● **Work request**: In the entries that follow, find the word "struct" and report each line it is on.

● **Dataset entries**:
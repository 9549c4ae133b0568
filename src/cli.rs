use clap::{Args, Parser, Subcommand};
use std::net::SocketAddr;
use std::path::PathBuf;

#[derive(Parser, Debug)]
#[command(name = "lofi-archive")]
#[command(version)]
#[command(about = "Serve entries of zip attachments over HTTP", long_about = None)]
#[command(after_help = "Examples:\n  \
  lofi-archive serve --store /srv/attachments           serve a local attachment tree\n  \
  lofi-archive serve --store https://wiki.example.com   proxy a remote attachment store\n  \
  lofi-archive cat project.zip pages/0.png > page.png   pipe one entry to stdout")]
pub struct Cli {
    /// Increase log verbosity (-v debug, -vv trace)
    #[arg(short = 'v', long, action = clap::ArgAction::Count, global = true)]
    pub verbose: u8,

    #[command(subcommand)]
    pub command: Command,
}

#[derive(Subcommand, Debug)]
pub enum Command {
    /// Run the HTTP resolver
    Serve(ServeArgs),
    /// Write one entry of a local archive to stdout
    Cat(CatArgs),
}

#[derive(Args, Debug)]
pub struct ServeArgs {
    /// Address to listen on
    #[arg(long, env = "LOFI_LISTEN", default_value = "127.0.0.1:8078")]
    pub listen: SocketAddr,

    /// Attachment store: a directory or an http(s) URL
    #[arg(long, env = "LOFI_STORE", value_name = "DIR|URL")]
    pub store: String,

    /// Read token for a local store, service token for an HTTP store
    #[arg(long, env = "LOFI_TOKEN", hide_env_values = true)]
    pub token: Option<String>,
}

impl ServeArgs {
    pub fn is_http_store(&self) -> bool {
        self.store.starts_with("http://") || self.store.starts_with("https://")
    }
}

#[derive(Args, Debug)]
pub struct CatArgs {
    /// Zip archive on the local filesystem
    #[arg(value_name = "ARCHIVE")]
    pub archive: PathBuf,

    /// Entry name inside the archive, e.g. pages/0.png
    #[arg(value_name = "INNER_PATH")]
    pub inner_path: String,
}

#[cfg(test)]
mod tests {
    use super::*;

    fn serve(args: &[&str]) -> ServeArgs {
        let cli = Cli::try_parse_from(args).unwrap();
        match cli.command {
            Command::Serve(serve) => serve,
            other => panic!("expected serve, got {other:?}"),
        }
    }

    #[test]
    fn serve_defaults() {
        let args = serve(&["lofi-archive", "serve", "--store", "/srv/attachments"]);
        assert_eq!(args.listen, "127.0.0.1:8078".parse().unwrap());
        assert!(!args.is_http_store());
    }

    #[test]
    fn detects_http_store() {
        let args = serve(&[
            "lofi-archive",
            "serve",
            "--store",
            "https://wiki.example.com",
            "--listen",
            "0.0.0.0:9000",
        ]);
        assert!(args.is_http_store());
        assert_eq!(args.listen.port(), 9000);
    }

    #[test]
    fn verbosity_is_global() {
        let cli = Cli::try_parse_from(["lofi-archive", "cat", "a.zip", "pages/0.png", "-vv"]).unwrap();
        assert_eq!(cli.verbose, 2);
        match cli.command {
            Command::Cat(cat) => {
                assert_eq!(cat.archive, PathBuf::from("a.zip"));
                assert_eq!(cat.inner_path, "pages/0.png");
            }
            other => panic!("expected cat, got {other:?}"),
        }
    }

    #[test]
    fn cat_needs_both_arguments() {
        assert!(Cli::try_parse_from(["lofi-archive", "cat", "a.zip"]).is_err());
    }
}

● **Solution**:
pub struct Cli {
pub struct ServeArgs {
pub struct CatArgs {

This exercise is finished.